For each line below that includes the string "None", show the whole line.

::: The data

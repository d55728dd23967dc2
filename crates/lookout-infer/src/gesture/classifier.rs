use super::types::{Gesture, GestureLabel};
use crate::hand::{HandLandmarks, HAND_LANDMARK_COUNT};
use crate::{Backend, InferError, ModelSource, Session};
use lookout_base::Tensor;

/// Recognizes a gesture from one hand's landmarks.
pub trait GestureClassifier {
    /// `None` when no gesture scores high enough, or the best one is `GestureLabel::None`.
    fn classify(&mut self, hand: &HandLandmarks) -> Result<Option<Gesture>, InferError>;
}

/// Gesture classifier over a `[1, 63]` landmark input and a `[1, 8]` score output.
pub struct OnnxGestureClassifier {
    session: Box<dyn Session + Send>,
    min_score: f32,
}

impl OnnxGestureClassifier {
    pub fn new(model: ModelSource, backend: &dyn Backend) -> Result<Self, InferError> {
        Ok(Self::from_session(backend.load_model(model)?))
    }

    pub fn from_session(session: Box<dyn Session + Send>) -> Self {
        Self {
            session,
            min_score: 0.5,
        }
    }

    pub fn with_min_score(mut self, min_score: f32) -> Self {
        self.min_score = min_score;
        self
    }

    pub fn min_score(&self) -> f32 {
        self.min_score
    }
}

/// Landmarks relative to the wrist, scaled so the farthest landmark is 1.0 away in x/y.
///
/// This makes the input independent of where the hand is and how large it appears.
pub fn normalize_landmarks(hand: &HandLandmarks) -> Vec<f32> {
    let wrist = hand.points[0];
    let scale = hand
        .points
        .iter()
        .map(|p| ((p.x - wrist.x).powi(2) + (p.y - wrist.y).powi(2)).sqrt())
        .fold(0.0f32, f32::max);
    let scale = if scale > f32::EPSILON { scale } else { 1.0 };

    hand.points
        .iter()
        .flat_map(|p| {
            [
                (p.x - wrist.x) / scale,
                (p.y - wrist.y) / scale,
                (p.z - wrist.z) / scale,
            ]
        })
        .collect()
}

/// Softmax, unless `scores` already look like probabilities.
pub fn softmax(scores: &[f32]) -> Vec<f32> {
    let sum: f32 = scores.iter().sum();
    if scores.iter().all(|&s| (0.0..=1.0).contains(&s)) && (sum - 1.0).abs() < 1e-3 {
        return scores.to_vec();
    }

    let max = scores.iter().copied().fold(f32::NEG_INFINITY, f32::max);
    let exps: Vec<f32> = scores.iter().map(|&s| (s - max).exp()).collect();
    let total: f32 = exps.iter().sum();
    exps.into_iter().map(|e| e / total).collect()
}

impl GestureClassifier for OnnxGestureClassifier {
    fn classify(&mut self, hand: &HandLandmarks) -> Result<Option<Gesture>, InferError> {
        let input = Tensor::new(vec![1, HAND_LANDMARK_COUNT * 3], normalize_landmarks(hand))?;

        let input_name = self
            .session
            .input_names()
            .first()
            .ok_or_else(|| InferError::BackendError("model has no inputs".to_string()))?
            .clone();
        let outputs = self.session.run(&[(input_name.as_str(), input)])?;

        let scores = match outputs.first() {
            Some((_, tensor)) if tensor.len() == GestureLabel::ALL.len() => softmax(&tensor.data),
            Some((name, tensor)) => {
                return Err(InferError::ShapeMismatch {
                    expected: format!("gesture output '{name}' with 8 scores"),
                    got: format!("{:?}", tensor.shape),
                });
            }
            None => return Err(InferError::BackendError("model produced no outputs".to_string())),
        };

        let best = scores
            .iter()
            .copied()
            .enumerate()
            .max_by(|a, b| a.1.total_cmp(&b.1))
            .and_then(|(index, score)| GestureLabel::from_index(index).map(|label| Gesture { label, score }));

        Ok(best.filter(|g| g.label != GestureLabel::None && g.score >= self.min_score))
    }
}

::::::
::: The data

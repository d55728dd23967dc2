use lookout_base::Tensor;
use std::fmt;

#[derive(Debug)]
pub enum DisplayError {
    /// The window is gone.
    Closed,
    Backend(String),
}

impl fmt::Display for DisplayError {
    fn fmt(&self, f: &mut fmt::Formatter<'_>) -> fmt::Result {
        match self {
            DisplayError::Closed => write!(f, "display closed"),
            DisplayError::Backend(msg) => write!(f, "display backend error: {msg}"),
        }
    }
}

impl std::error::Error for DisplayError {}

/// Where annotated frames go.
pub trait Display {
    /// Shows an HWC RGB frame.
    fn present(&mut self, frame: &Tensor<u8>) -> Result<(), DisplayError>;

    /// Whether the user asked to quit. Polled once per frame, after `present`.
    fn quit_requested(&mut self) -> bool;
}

::::::
::: The data

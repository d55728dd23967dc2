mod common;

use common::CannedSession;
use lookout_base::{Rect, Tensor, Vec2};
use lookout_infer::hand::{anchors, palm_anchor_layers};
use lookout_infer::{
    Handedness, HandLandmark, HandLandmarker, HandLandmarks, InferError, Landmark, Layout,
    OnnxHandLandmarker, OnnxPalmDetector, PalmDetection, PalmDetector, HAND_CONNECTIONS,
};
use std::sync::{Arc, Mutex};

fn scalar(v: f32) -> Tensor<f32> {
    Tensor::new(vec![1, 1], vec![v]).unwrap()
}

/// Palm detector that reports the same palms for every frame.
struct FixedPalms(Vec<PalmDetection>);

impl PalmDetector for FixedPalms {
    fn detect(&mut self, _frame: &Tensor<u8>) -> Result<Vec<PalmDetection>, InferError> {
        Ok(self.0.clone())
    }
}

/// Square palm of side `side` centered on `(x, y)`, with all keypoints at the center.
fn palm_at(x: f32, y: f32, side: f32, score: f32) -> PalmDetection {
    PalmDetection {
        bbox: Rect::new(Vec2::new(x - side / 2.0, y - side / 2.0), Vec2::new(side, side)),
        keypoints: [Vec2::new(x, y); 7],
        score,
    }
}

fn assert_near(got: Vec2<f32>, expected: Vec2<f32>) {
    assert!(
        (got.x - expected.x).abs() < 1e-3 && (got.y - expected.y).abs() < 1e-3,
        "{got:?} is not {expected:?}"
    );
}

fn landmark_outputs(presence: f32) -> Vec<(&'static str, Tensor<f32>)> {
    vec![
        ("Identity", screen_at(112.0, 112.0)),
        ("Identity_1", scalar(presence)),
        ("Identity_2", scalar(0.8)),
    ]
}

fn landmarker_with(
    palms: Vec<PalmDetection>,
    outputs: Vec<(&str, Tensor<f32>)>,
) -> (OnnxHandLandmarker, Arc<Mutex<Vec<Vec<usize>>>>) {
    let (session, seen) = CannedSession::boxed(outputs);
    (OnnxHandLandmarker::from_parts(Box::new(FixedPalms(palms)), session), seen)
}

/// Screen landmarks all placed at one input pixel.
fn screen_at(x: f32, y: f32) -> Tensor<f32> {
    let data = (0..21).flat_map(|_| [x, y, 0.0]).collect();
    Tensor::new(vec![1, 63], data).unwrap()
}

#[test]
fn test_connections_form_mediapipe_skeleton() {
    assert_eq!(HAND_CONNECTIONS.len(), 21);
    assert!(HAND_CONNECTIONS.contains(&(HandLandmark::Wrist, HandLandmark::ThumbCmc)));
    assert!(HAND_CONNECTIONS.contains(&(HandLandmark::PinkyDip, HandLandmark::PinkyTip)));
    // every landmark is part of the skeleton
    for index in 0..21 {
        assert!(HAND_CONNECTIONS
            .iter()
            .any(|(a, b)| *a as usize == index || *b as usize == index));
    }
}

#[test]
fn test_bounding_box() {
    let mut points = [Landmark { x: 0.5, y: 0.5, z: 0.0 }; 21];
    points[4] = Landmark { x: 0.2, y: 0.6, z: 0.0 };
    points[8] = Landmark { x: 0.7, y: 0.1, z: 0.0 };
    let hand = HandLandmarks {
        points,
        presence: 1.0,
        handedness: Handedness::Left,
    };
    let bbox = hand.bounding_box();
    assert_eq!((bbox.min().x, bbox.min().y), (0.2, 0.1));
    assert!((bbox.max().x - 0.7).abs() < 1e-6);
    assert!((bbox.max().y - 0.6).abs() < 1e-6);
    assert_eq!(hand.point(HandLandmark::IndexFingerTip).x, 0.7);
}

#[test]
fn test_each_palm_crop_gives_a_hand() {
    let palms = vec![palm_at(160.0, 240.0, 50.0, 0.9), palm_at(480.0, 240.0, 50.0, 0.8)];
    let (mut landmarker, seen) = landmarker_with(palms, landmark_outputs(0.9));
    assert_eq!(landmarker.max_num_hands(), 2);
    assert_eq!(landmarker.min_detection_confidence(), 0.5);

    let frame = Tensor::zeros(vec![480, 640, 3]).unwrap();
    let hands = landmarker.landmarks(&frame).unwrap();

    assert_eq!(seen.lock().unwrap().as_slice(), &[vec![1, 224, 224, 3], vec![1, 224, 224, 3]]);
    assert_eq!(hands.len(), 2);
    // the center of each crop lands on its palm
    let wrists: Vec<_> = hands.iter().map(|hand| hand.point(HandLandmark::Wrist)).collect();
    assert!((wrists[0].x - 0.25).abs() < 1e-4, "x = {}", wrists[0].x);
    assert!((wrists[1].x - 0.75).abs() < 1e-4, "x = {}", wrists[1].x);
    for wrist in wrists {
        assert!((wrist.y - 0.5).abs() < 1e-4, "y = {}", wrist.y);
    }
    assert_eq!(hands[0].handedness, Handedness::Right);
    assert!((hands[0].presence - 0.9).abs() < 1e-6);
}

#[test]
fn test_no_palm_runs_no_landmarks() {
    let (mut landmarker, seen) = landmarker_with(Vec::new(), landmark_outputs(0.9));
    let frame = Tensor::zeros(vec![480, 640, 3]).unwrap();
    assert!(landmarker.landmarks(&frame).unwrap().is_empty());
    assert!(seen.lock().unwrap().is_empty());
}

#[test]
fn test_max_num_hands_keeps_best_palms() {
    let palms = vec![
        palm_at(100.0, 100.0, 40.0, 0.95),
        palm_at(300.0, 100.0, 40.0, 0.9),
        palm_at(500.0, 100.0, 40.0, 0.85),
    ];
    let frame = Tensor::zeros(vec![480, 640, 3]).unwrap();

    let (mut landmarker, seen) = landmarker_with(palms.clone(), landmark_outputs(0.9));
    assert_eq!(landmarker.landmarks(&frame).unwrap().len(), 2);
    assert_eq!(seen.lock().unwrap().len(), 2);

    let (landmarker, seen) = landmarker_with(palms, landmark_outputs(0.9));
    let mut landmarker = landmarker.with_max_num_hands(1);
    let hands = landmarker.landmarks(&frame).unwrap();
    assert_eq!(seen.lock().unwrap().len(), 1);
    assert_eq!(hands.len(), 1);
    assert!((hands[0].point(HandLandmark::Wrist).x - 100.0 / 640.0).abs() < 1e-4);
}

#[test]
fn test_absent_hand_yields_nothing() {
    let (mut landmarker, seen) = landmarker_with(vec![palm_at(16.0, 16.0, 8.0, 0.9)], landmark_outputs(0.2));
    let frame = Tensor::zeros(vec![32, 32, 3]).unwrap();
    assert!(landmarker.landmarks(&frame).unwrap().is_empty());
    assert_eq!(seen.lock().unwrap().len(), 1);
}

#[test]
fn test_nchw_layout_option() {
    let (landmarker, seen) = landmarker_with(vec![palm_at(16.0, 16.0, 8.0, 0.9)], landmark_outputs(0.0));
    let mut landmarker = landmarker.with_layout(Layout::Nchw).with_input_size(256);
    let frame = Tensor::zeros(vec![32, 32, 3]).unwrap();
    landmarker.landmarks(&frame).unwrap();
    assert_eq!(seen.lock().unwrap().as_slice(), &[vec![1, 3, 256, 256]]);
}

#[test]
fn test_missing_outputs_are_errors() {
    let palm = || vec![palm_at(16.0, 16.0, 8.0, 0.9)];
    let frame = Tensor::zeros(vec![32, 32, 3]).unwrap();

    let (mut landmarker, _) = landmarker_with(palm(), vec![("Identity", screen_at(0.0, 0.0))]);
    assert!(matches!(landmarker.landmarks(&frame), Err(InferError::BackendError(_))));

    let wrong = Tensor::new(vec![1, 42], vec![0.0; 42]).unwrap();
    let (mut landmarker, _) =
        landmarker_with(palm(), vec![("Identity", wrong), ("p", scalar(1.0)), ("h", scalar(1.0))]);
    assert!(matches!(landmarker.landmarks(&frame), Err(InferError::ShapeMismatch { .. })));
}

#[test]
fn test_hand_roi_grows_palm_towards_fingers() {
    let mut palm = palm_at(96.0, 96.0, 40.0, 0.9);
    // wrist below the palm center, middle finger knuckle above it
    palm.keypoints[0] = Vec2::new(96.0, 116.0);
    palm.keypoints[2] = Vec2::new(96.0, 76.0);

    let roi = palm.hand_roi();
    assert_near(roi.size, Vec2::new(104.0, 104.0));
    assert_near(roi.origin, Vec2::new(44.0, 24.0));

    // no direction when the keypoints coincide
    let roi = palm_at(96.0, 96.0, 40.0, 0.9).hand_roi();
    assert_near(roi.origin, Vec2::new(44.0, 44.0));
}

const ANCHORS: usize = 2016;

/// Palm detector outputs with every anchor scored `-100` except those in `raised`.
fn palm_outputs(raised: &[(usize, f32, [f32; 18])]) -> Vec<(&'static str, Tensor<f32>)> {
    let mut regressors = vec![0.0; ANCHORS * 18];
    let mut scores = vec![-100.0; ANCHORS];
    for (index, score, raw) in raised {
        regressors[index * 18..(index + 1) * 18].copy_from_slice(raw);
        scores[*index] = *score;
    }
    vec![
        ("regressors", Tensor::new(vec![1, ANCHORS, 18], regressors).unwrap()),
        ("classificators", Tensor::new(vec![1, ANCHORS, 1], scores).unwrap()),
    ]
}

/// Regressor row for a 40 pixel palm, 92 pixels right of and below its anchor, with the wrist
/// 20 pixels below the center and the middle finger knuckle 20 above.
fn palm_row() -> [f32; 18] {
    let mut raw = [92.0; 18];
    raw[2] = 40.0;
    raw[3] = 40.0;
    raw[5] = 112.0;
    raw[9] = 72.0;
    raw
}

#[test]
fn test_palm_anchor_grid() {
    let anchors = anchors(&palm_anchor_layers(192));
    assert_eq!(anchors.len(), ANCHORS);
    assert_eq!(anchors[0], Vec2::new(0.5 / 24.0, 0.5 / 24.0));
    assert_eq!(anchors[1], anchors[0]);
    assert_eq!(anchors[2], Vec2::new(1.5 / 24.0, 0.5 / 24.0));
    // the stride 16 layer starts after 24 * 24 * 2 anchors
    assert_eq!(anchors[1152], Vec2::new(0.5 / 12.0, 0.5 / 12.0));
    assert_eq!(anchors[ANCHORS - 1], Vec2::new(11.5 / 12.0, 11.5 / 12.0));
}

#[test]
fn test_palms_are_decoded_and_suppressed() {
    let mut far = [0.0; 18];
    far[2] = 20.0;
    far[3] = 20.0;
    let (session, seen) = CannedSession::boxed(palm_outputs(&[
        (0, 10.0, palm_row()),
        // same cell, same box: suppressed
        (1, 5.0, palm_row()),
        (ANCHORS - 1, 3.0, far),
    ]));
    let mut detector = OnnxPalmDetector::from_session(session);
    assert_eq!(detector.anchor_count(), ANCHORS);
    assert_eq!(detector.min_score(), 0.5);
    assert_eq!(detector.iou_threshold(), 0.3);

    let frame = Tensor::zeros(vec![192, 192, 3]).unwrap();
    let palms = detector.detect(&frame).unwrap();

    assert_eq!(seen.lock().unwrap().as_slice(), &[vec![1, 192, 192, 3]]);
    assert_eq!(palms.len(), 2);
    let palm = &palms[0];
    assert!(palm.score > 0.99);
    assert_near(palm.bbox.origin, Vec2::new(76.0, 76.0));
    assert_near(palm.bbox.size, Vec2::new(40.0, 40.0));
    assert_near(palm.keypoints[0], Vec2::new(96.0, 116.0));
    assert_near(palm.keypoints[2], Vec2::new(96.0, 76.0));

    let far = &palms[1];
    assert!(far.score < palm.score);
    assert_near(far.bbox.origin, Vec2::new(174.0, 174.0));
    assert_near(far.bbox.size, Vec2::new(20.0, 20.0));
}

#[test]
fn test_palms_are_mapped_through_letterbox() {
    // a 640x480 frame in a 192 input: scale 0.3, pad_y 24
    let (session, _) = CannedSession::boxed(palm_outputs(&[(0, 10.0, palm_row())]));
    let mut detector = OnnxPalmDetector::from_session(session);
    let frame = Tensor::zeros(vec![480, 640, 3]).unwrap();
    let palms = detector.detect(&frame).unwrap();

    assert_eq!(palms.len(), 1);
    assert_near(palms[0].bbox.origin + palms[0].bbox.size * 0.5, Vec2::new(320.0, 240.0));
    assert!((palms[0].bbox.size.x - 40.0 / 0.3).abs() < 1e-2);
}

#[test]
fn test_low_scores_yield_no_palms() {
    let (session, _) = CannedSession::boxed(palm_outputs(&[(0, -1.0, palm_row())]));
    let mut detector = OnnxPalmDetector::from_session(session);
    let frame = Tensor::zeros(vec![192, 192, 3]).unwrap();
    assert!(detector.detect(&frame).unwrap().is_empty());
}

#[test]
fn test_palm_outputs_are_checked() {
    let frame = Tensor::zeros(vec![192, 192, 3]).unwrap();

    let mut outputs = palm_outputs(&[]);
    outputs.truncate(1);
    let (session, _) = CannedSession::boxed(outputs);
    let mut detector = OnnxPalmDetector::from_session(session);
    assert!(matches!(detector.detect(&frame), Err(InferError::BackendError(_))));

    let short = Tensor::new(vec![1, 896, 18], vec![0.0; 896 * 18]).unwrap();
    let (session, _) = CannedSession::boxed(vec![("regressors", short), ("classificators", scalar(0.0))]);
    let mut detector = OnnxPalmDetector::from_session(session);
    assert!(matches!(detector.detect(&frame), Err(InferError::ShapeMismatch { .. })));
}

::::::

Exercise result:
    /// `None` when no gesture scores high enough, or the best one is `GestureLabel::None`.
            None => return Err(InferError::BackendError("model produced no outputs".to_string())),
        Ok(best.filter(|g| g.label != GestureLabel::None && g.score >= self.min_score))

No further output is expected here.